[What is needed]:
Transcribe each line below word for word.

[Listed records]:
______________________________
//! Shared utilities for integration testing.

use std::net::SocketAddr;
use std::sync::atomic::{AtomicU32, Ordering};
use std::sync::Arc;
use std::time::Duration;

use tokio::io::{AsyncReadExt, AsyncWriteExt};
use tokio::net::{TcpListener, TcpStream};
use tokio::sync::mpsc;

use cors_gateway::config::GatewayConfig;
use cors_gateway::http::HttpServer;
use cors_gateway::lifecycle::Shutdown;

/// A mock upstream bound to an OS-assigned port.
pub struct MockUpstream {
    pub addr: SocketAddr,
    calls: Arc<AtomicU32>,
}

impl MockUpstream {
    pub fn base_url(&self) -> String {
        format!("http://{}", self.addr)
    }

    /// Number of requests the upstream has received.
    pub fn calls(&self) -> u32 {
        self.calls.load(Ordering::SeqCst)
    }
}

/// Read one HTTP/1.1 request (headers plus Content-Length body) so the
/// client never sees a reset before the response is written.
async fn read_request(socket: &mut TcpStream) -> Vec<u8> {
    let mut buf = Vec::new();
    let mut chunk = [0u8; 4096];

    let header_end = loop {
        match socket.read(&mut chunk).await {
            Ok(0) | Err(_) => return buf,
            Ok(n) => buf.extend_from_slice(&chunk[..n]),
        }
        if let Some(pos) = find_subslice(&buf, b"\r\n\r\n") {
            break pos + 4;
        }
    };

    let content_length = std::str::from_utf8(&buf[..header_end])
        .ok()
        .and_then(|headers| {
            headers.lines().find_map(|line| {
                let (name, value) = line.split_once(':')?;
                if name.eq_ignore_ascii_case("content-length") {
                    value.trim().parse::<usize>().ok()
                } else {
                    None
                }
            })
        })
        .unwrap_or(0);

    while buf.len() < header_end + content_length {
        match socket.read(&mut chunk).await {
            Ok(0) | Err(_) => break,
            Ok(n) => buf.extend_from_slice(&chunk[..n]),
        }
    }

    buf
}

/// Locate a byte pattern inside a buffer.
pub fn find_subslice(haystack: &[u8], needle: &[u8]) -> Option<usize> {
    haystack
        .windows(needle.len())
        .position(|window| window == needle)
}

async fn serve_fixed(
    listener: TcpListener,
    calls: Arc<AtomicU32>,
    status_line: &'static str,
    body: &'static str,
    delay: Option<Duration>,
    captured: Option<mpsc::UnboundedSender<Vec<u8>>>,
) {
    loop {
        match listener.accept().await {
            Ok((mut socket, _)) => {
                let calls = calls.clone();
                let captured = captured.clone();
                tokio::spawn(async move {
                    let request = read_request(&mut socket).await;
                    calls.fetch_add(1, Ordering::SeqCst);
                    if let Some(tx) = captured {
                        let _ = tx.send(request);
                    }
                    if let Some(delay) = delay {
                        tokio::time::sleep(delay).await;
                    }
                    let response = format!(
                        "HTTP/1.1 {}\r\nContent-Type: application/json\r\nContent-Length: {}\r\nConnection: close\r\n\r\n{}",
                        status_line,
                        body.len(),
                        body
                    );
                    let _ = socket.write_all(response.as_bytes()).await;
                    let _ = socket.shutdown().await;
                });
            }
            Err(_) => break,
        }
    }
}

/// Start a mock upstream returning a fixed status and body.
pub async fn start_upstream(status_line: &'static str, body: &'static str) -> MockUpstream {
    let listener = TcpListener::bind("127.0.0.1:0").await.unwrap();
    let addr = listener.local_addr().unwrap();
    let calls = Arc::new(AtomicU32::new(0));

    let loop_calls = calls.clone();
    tokio::spawn(serve_fixed(listener, loop_calls, status_line, body, None, None));

    MockUpstream { addr, calls }
}

/// Start a mock upstream that also hands each raw request to the test.
#[allow(dead_code)]
pub async fn start_capturing_upstream(
    body: &'static str,
) -> (MockUpstream, mpsc::UnboundedReceiver<Vec<u8>>) {
    let listener = TcpListener::bind("127.0.0.1:0").await.unwrap();
    let addr = listener.local_addr().unwrap();
    let calls = Arc::new(AtomicU32::new(0));
    let (tx, rx) = mpsc::unbounded_channel();

    let loop_calls = calls.clone();
    tokio::spawn(serve_fixed(
        listener,
        loop_calls,
        "200 OK",
        body,
        None,
        Some(tx),
    ));

    (MockUpstream { addr, calls }, rx)
}

/// Start a mock upstream that stalls before answering.
#[allow(dead_code)]
pub async fn start_slow_upstream(delay: Duration, body: &'static str) -> MockUpstream {
    let listener = TcpListener::bind("127.0.0.1:0").await.unwrap();
    let addr = listener.local_addr().unwrap();
    let calls = Arc::new(AtomicU32::new(0));

    let loop_calls = calls.clone();
    tokio::spawn(serve_fixed(
        listener,
        loop_calls,
        "200 OK",
        body,
        Some(delay),
        None,
    ));

    MockUpstream { addr, calls }
}

/// An address that is bound and immediately released, so connections to it
/// are refused.
pub async fn dead_upstream_url() -> String {
    let listener = TcpListener::bind("127.0.0.1:0").await.unwrap();
    let addr = listener.local_addr().unwrap();
    drop(listener);
    format!("http://{}", addr)
}

/// Gateway configuration pointed at the given upstream, with OS-assigned
/// listener port and test-friendly timeouts.
pub fn test_config(upstream_url: &str) -> GatewayConfig {
    let mut config = GatewayConfig::default();
    config.listener.bind_address = "127.0.0.1:0".to_string();
    config.upstream.base_url = upstream_url.to_string();
    config.timeouts.connect_secs = 2;
    config.timeouts.upstream_secs = 5;
    config.timeouts.request_secs = 10;
    config
}

/// Spawn the gateway and return its address plus the shutdown handle.
pub async fn spawn_gateway(config: GatewayConfig) -> (SocketAddr, Shutdown) {
    let listener = TcpListener::bind(&config.listener.bind_address)
        .await
        .unwrap();
    let addr = listener.local_addr().unwrap();

    let shutdown = Shutdown::new();
    let rx = shutdown.subscribe();
    let server = HttpServer::new(config).unwrap();

    tokio::spawn(async move {
        let _ = server.run(listener, rx).await;
    });

    // Give the accept loop a moment to start.
    tokio::time::sleep(Duration::from_millis(50)).await;

    (addr, shutdown)
}

/// A client that ignores environment proxies.
pub fn client() -> reqwest::Client {
    reqwest::Client::builder().no_proxy().build().unwrap()
}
______________________________
[Final answer]:
//! Shared utilities for integration testing.

use std::net::SocketAddr;
use std::sync::atomic::{AtomicU32, Ordering};
use std::sync::Arc;
use std::time::Duration;

use tokio::io::{AsyncReadExt, AsyncWriteExt};
use tokio::net::{TcpListener, TcpStream};
use tokio::sync::mpsc;

use cors_gateway::config::GatewayConfig;
use cors_gateway::http::HttpServer;
use cors_gateway::lifecycle::Shutdown;

/// A mock upstream bound to an OS-assigned port.
pub struct MockUpstream {
    pub addr: SocketAddr,
    calls: Arc<AtomicU32>,
}

impl MockUpstream {
    pub fn base_url(&self) -> String {
        format!("http://{}", self.addr)
    }

    /// Number of requests the upstream has received.
    pub fn calls(&self) -> u32 {
        self.calls.load(Ordering::SeqCst)
    }
}

/// Read one HTTP/1.1 request (headers plus Content-Length body) so the
/// client never sees a reset before the response is written.
async fn read_request(socket: &mut TcpStream) -> Vec<u8> {
    let mut buf = Vec::new();
    let mut chunk = [0u8; 4096];

    let header_end = loop {
        match socket.read(&mut chunk).await {
            Ok(0) | Err(_) => return buf,
            Ok(n) => buf.extend_from_slice(&chunk[..n]),
        }
        if let Some(pos) = find_subslice(&buf, b"\r\n\r\n") {
            break pos + 4;
        }
    };

    let content_length = std::str::from_utf8(&buf[..header_end])
        .ok()
        .and_then(|headers| {
            headers.lines().find_map(|line| {
                let (name, value) = line.split_once(':')?;
                if name.eq_ignore_ascii_case("content-length") {
                    value.trim().parse::<usize>().ok()
                } else {
                    None
                }
            })
        })
        .unwrap_or(0);

    while buf.len() < header_end + content_length {
        match socket.read(&mut chunk).await {
            Ok(0) | Err(_) => break,
            Ok(n) => buf.extend_from_slice(&chunk[..n]),
        }
    }

    buf
}

/// Locate a byte pattern inside a buffer.
pub fn find_subslice(haystack: &[u8], needle: &[u8]) -> Option<usize> {
    haystack
        .windows(needle.len())
        .position(|window| window == needle)
}

async fn serve_fixed(
    listener: TcpListener,
    calls: Arc<AtomicU32>,
    status_line: &'static str,
    body: &'static str,
    delay: Option<Duration>,
    captured: Option<mpsc::UnboundedSender<Vec<u8>>>,
) {
    loop {
        match listener.accept().await {
            Ok((mut socket, _)) => {
                let calls = calls.clone();
                let captured = captured.clone();
                tokio::spawn(async move {
                    let request = read_request(&mut socket).await;
                    calls.fetch_add(1, Ordering::SeqCst);
                    if let Some(tx) = captured {
                        let _ = tx.send(request);
                    }
                    if let Some(delay) = delay {
                        tokio::time::sleep(delay).await;
                    }
                    let response = format!(
                        "HTTP/1.1 {}\r\nContent-Type: application/json\r\nContent-Length: {}\r\nConnection: close\r\n\r\n{}",
                        status_line,
                        body.len(),
                        body
                    );
                    let _ = socket.write_all(response.as_bytes()).await;
                    let _ = socket.shutdown().await;
                });
            }
            Err(_) => break,
        }
    }
}

/// Start a mock upstream returning a fixed status and body.
pub async fn start_upstream(status_line: &'static str, body: &'static str) -> MockUpstream {
    let listener = TcpListener::bind("127.0.0.1:0").await.unwrap();
    let addr = listener.local_addr().unwrap();
    let calls = Arc::new(AtomicU32::new(0));

    let loop_calls = calls.clone();
    tokio::spawn(serve_fixed(listener, loop_calls, status_line, body, None, None));

    MockUpstream { addr, calls }
}

/// Start a mock upstream that also hands each raw request to the test.
#[allow(dead_code)]
pub async fn start_capturing_upstream(
    body: &'static str,
) -> (MockUpstream, mpsc::UnboundedReceiver<Vec<u8>>) {
    let listener = TcpListener::bind("127.0.0.1:0").await.unwrap();
    let addr = listener.local_addr().unwrap();
    let calls = Arc::new(AtomicU32::new(0));
    let (tx, rx) = mpsc::unbounded_channel();

    let loop_calls = calls.clone();
    tokio::spawn(serve_fixed(
        listener,
        loop_calls,
        "200 OK",
        body,
        None,
        Some(tx),
    ));

    (MockUpstream { addr, calls }, rx)
}

/// Start a mock upstream that stalls before answering.
#[allow(dead_code)]
pub async fn start_slow_upstream(delay: Duration, body: &'static str) -> MockUpstream {
    let listener = TcpListener::bind("127.0.0.1:0").await.unwrap();
    let addr = listener.local_addr().unwrap();
    let calls = Arc::new(AtomicU32::new(0));

    let loop_calls = calls.clone();
    tokio::spawn(serve_fixed(
        listener,
        loop_calls,
        "200 OK",
        body,
        Some(delay),
        None,
    ));

    MockUpstream { addr, calls }
}

/// An address that is bound and immediately released, so connections to it
/// are refused.
pub async fn dead_upstream_url() -> String {
    let listener = TcpListener::bind("127.0.0.1:0").await.unwrap();
    let addr = listener.local_addr().unwrap();
    drop(listener);
    format!("http://{}", addr)
}

/// Gateway configuration pointed at the given upstream, with OS-assigned
/// listener port and test-friendly timeouts.
pub fn test_config(upstream_url: &str) -> GatewayConfig {
    let mut config = GatewayConfig::default();
    config.listener.bind_address = "127.0.0.1:0".to_string();
    config.upstream.base_url = upstream_url.to_string();
    config.timeouts.connect_secs = 2;
    config.timeouts.upstream_secs = 5;
    config.timeouts.request_secs = 10;
    config
}

/// Spawn the gateway and return its address plus the shutdown handle.
pub async fn spawn_gateway(config: GatewayConfig) -> (SocketAddr, Shutdown) {
    let listener = TcpListener::bind(&config.listener.bind_address)
        .await
        .unwrap();
    let addr = listener.local_addr().unwrap();

    let shutdown = Shutdown::new();
    let rx = shutdown.subscribe();
    let server = HttpServer::new(config).unwrap();

    tokio::spawn(async move {
        let _ = server.run(listener, rx).await;
    });

    // Give the accept loop a moment to start.
    tokio::time::sleep(Duration::from_millis(50)).await;

    (addr, shutdown)
}

/// A client that ignores environment proxies.
pub fn client() -> reqwest::Client {
    reqwest::Client::builder().no_proxy().build().unwrap()
}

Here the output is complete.